El diálogo que resuena con especial fuerza en esta exposición en Ciudad de México es el que Salah Elmur establece con la obra de Diego Rivera. Tanto Elmur como Rivera dedicaron todos sus esfuerzos a la representación del pueblo, con un espíritu reformista, revolucionario y postcolonial. Frente al contexto desesperante de Sudán, México y Rivera representan un ejemplo de revolución exitosa (1910-1920). Comparte además con Rivera esa alianza entre un nuevo "realismo socialista", fiel al pueblo pero sin dogmatismo, y el "realismo mágico", mediante acciones de significados múltiples o la monumentalización de los personajes en relación con el paisaje. Asimismo, se pueden señaalar los vínculos que unen a Sudán, Egipto y México a través de sus civilizaciones y vestigios, que los convierten en grandes potencias precoloniales.
El Sudán revelado aquí es un país atemporal y a la vez anclado en ciclos de trabajo, producción económica, juegos infantiles, rituales de nacimiento y duelo, como se observa en Farewell Wall (2024). Diversos cultos y afiliaciones religiosas o animistas emergen a través de los atuendos y los gestos. Como si estuvieran sobre arenas movedizas, las identidades y las comunidades se celebran y a la vez entran en crisis por la posibilidad última de que no logren coexistir en armonía. Contradicciones profundas atraviesan las miradas de los personajes retratados por Elmur: la lealtad y la infidelidad, los sueños y las obligaciones, la oración y la blasfemia.
Hablar de tierra del sol también implica vislumbrar las tinieblas, especialmente para un país como Sudán, que ha pasado más tiempo en conflicto que en paz desde su independencia (1956). La atmósfera infantil da paso a una interpretación más política, a una inquietud que se esconde tras esos rostros aparentemente inocentes o ingenuos: enfrentados a estructuras de poder como la familia, el ejército, el sindicato, el aula, etc., los personajes responden con su pura presencia. Por otro lado, lejos de ignorar el estado de tragedia prolongada en Sudán y las fracturas entre comunidades, la pintura de Salah Elmur se convierte en una reserva de recuerdos que, lamentablemente, están siendo borrados bajo el peso de las bombas y las atrocidades.

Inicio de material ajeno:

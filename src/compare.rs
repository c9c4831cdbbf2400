// Copyright (c) 2024 <Wei Li>.
//
// This source code is licensed under the GNU license found in the
// LICENSE file in the root directory of this source tree.

//! Comparison mode (`--expected-file`, spec §7 "Comparison mismatch",
//! scenario S6): parses a prior dump in the exact format of [`crate::dump`]
//! and reports `(pointer, expected, given)` mismatches.

use std::collections::BTreeMap;

use crate::dump;
use crate::error::{AnalysisError, Mismatch};
use crate::ir::IrProgram;
use crate::result::PtaResult;

const SEPARATOR: &str = " -> ";

/// Parses one pointer class's worth of `<pointer> -> [<obj1>,<obj2>,...]`
/// lines out of a dump, skipping section headers, blank lines, and the
/// taint-flow trailer (spec §6 "Dump format").
fn parse(text: &str) -> BTreeMap<String, Vec<String>> {
    let mut out = BTreeMap::new();
    for line in text.lines() {
        let Some((pointer, objs)) = line.split_once(SEPARATOR) else {
            continue;
        };
        let objs = objs.trim().trim_start_matches('[').trim_end_matches(']');
        let objs: Vec<String> = if objs.is_empty() {
            Vec::new()
        } else {
            objs.split(',').map(str::to_string).collect()
        };
        out.insert(pointer.to_string(), objs);
    }
    out
}

fn render(objs: &[String]) -> String {
    format!("[{}]", objs.join(","))
}

/// Diffs two dumps, returning one [`Mismatch`] per pointer whose points-to
/// set (or presence) differs (spec §7: `null` for absent sides).
pub fn diff(expected_dump: &str, actual_dump: &str) -> Vec<Mismatch> {
    let expected = parse(expected_dump);
    let actual = parse(actual_dump);

    let mut pointers: Vec<&String> = expected.keys().chain(actual.keys()).collect();
    pointers.sort();
    pointers.dedup();

    let mut mismatches = Vec::new();
    for pointer in pointers {
        let exp = expected.get(pointer);
        let act = actual.get(pointer);
        if exp == act {
            continue;
        }
        mismatches.push(Mismatch {
            pointer: pointer.clone(),
            expected: exp.map(|v| render(v)),
            given: act.map(|v| render(v)),
        });
    }
    mismatches
}

/// Dumps `result` and compares it against `expected_dump`, raising a single
/// aggregate [`AnalysisError::ComparisonMismatch`] if anything differs
/// (spec §6 "Exit codes": `1` on mismatch).
pub fn compare<P: IrProgram>(result: &PtaResult<P>, expected_dump: &str) -> Result<(), AnalysisError> {
    let actual_dump = dump::dump(result);
    let mismatches = diff(expected_dump, &actual_dump);
    if mismatches.is_empty() {
        Ok(())
    } else {
        Err(AnalysisError::ComparisonMismatch(mismatches))
    }
}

Y, ¿qué decir de la dimensión "postcolonial" del retrato? Elmur pinta un mismo rostro con miles de variaciones para crear una nación, un pueblo emancipado que debe reconstruirse pero que se encuentra atrapado por las mismas estructuras de poder que lo oprimieron: el Estado, la explotación, el racismo. Rostros a la vez individuales y colectivos que, en su frágil intento de formar una familia, se convierten en vectores de una melancolía que inaugura el paradigma postcolonial; un paradigma que nace de las ruinas del colonialismo, cuya amenaza sigue siendo constante incluso después de la independencia. Así, la figura melancólica del hombre con la antigua bandera de Sudán sobre un muro estampado de puños revolucionarios (The Old Flag Wall, 2024) se presenta como un alma errante entre un pasado glorioso y un futuro incierto.
El arte de Salah Elmur es una pintura tanto épica –relata la historia a escala del pueblo, marcada por grandes fechas y eventos nacionales– como alegórica, sumergida en un mundo fundamentalmente inaccesible e inefable.
Texto escrito por el historiador del arte, editor y curador Morad Montazami.